━━ Dataset entries ━━

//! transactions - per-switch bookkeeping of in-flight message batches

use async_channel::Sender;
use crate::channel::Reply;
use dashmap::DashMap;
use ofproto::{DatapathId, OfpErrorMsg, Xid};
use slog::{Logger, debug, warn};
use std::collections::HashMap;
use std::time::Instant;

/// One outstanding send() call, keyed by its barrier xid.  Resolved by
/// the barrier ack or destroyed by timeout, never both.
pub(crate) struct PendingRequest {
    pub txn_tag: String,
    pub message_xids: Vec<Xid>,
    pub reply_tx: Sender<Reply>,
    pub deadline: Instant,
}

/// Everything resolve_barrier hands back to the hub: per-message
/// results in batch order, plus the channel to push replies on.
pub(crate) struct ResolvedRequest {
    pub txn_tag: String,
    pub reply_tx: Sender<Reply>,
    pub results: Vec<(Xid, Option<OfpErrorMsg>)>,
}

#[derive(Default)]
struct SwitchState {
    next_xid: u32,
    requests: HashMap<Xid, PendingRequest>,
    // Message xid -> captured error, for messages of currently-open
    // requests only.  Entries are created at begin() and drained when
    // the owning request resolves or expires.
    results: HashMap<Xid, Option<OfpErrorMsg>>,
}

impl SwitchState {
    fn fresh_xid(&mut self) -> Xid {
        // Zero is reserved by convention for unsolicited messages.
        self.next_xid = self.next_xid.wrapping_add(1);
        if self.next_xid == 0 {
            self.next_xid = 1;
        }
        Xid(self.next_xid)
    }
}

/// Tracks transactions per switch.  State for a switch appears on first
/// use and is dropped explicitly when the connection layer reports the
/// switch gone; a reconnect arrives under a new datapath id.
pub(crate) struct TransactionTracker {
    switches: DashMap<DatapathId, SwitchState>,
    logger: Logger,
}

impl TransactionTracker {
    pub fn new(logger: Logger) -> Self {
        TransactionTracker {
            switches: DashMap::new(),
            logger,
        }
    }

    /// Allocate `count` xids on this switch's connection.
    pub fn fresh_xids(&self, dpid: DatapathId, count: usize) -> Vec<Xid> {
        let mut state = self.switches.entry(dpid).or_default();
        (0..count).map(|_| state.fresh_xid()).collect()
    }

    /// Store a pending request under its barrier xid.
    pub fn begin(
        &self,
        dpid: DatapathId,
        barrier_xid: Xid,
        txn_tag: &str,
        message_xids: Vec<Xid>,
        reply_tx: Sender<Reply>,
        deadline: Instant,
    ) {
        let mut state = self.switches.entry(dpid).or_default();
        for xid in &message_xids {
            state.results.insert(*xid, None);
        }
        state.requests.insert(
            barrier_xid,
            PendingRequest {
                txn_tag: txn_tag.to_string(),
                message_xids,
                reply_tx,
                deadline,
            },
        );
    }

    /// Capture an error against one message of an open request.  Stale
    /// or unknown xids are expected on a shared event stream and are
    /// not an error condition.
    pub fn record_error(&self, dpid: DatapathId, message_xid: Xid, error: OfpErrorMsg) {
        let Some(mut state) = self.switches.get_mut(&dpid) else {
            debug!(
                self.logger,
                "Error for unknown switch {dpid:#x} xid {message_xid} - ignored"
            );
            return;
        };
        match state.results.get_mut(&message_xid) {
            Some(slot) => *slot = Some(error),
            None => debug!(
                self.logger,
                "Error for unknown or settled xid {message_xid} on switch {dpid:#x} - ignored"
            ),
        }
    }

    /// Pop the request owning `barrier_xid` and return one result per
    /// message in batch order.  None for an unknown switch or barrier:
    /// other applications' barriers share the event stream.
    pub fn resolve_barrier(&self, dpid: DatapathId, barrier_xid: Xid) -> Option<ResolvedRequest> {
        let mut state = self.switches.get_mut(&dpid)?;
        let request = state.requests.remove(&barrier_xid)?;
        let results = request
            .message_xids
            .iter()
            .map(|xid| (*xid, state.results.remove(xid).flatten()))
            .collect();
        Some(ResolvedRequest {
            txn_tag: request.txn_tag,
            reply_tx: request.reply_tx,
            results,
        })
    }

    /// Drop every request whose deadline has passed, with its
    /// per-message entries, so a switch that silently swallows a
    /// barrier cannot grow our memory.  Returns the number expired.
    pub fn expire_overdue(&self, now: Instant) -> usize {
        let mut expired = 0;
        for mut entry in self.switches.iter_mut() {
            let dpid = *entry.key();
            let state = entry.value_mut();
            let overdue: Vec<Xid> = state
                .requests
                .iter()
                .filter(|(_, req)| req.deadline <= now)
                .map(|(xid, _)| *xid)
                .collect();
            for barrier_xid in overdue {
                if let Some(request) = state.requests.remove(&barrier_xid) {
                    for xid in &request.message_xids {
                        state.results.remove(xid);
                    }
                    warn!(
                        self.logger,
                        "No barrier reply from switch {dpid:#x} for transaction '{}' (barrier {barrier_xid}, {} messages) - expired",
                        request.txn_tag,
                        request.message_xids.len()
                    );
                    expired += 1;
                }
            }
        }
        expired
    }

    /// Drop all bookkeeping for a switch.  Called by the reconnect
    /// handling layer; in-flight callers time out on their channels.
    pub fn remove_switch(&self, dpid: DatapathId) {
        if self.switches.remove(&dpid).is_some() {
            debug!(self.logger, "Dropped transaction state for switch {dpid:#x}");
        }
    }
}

━━━

→ **Requirement**
Filter the entries above down to the lines containing the word "transactions".

→ **Task output**
//! transactions - per-switch bookkeeping of in-flight message batches
/// Tracks transactions per switch.  State for a switch appears on first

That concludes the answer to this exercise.